Extracted entries:
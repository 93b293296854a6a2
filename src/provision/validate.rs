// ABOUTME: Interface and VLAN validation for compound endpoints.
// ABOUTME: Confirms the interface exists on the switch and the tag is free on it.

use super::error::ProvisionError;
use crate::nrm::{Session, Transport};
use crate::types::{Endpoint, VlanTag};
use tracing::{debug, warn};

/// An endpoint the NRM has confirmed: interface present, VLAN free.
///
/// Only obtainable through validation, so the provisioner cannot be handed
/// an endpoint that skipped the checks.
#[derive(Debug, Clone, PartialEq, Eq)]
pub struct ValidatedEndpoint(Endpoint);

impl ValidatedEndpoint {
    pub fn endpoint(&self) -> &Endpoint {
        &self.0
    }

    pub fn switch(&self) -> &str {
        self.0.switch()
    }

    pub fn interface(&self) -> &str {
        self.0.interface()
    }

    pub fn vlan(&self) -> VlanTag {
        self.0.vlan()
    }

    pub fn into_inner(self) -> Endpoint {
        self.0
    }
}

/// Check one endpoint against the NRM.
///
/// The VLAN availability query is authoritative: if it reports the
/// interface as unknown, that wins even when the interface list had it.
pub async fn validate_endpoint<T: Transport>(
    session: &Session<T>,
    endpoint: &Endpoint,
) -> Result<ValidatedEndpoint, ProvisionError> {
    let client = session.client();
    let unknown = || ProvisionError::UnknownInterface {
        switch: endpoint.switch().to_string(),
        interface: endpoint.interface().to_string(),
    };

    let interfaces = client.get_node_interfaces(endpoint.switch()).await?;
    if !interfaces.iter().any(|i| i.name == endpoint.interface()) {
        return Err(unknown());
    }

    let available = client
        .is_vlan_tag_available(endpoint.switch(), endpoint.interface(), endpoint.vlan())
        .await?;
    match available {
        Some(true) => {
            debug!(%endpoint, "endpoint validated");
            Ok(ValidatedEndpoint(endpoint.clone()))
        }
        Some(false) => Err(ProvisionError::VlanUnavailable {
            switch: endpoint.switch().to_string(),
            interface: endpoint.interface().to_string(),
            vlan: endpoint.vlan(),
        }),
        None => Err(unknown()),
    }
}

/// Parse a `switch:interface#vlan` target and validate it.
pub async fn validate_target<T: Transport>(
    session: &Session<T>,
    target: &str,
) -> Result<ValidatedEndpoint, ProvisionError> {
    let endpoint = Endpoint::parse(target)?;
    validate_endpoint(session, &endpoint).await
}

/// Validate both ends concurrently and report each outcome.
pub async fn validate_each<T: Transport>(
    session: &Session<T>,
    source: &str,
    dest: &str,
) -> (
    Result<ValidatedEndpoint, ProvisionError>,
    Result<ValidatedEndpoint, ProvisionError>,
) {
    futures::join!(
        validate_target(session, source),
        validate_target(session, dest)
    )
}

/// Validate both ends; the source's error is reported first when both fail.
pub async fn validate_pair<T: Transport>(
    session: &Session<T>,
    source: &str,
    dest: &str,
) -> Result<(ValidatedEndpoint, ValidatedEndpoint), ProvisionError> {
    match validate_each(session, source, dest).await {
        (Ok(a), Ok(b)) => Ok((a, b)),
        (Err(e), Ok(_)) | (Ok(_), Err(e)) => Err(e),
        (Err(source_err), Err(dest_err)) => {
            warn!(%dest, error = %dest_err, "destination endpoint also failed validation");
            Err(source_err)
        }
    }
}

Exercise objective: Copy each record from above exactly, and include every line.

Task solution:
repository 93b293296854a6a2
filename src/provision/validate.rs
// ABOUTME: Interface and VLAN validation for compound endpoints.
// ABOUTME: Confirms the interface exists on the switch and the tag is free on it.

use super::error::ProvisionError;
use crate::nrm::{Session, Transport};
use crate::types::{Endpoint, VlanTag};
use tracing::{debug, warn};

/// An endpoint the NRM has confirmed: interface present, VLAN free.
///
/// Only obtainable through validation, so the provisioner cannot be handed
/// an endpoint that skipped the checks.
#[derive(Debug, Clone, PartialEq, Eq)]
pub struct ValidatedEndpoint(Endpoint);

impl ValidatedEndpoint {
    pub fn endpoint(&self) -> &Endpoint {
        &self.0
    }

    pub fn switch(&self) -> &str {
        self.0.switch()
    }

    pub fn interface(&self) -> &str {
        self.0.interface()
    }

    pub fn vlan(&self) -> VlanTag {
        self.0.vlan()
    }

    pub fn into_inner(self) -> Endpoint {
        self.0
    }
}

/// Check one endpoint against the NRM.
///
/// The VLAN availability query is authoritative: if it reports the
/// interface as unknown, that wins even when the interface list had it.
pub async fn validate_endpoint<T: Transport>(
    session: &Session<T>,
    endpoint: &Endpoint,
) -> Result<ValidatedEndpoint, ProvisionError> {
    let client = session.client();
    let unknown = || ProvisionError::UnknownInterface {
        switch: endpoint.switch().to_string(),
        interface: endpoint.interface().to_string(),
    };

    let interfaces = client.get_node_interfaces(endpoint.switch()).await?;
    if !interfaces.iter().any(|i| i.name == endpoint.interface()) {
        return Err(unknown());
    }

    let available = client
        .is_vlan_tag_available(endpoint.switch(), endpoint.interface(), endpoint.vlan())
        .await?;
    match available {
        Some(true) => {
            debug!(%endpoint, "endpoint validated");
            Ok(ValidatedEndpoint(endpoint.clone()))
        }
        Some(false) => Err(ProvisionError::VlanUnavailable {
            switch: endpoint.switch().to_string(),
            interface: endpoint.interface().to_string(),
            vlan: endpoint.vlan(),
        }),
        None => Err(unknown()),
    }
}

/// Parse a `switch:interface#vlan` target and validate it.
pub async fn validate_target<T: Transport>(
    session: &Session<T>,
    target: &str,
) -> Result<ValidatedEndpoint, ProvisionError> {
    let endpoint = Endpoint::parse(target)?;
    validate_endpoint(session, &endpoint).await
}

/// Validate both ends concurrently and report each outcome.
pub async fn validate_each<T: Transport>(
    session: &Session<T>,
    source: &str,
    dest: &str,
) -> (
    Result<ValidatedEndpoint, ProvisionError>,
    Result<ValidatedEndpoint, ProvisionError>,
) {
    futures::join!(
        validate_target(session, source),
        validate_target(session, dest)
    )
}

/// Validate both ends; the source's error is reported first when both fail.
pub async fn validate_pair<T: Transport>(
    session: &Session<T>,
    source: &str,
    dest: &str,
) -> Result<(ValidatedEndpoint, ValidatedEndpoint), ProvisionError> {
    match validate_each(session, source, dest).await {
        (Ok(a), Ok(b)) => Ok((a, b)),
        (Err(e), Ok(_)) | (Ok(_), Err(e)) => Err(e),
        (Err(source_err), Err(dest_err)) => {
            warn!(%dest, error = %dest_err, "destination endpoint also failed validation");
            Err(source_err)
        }
    }
}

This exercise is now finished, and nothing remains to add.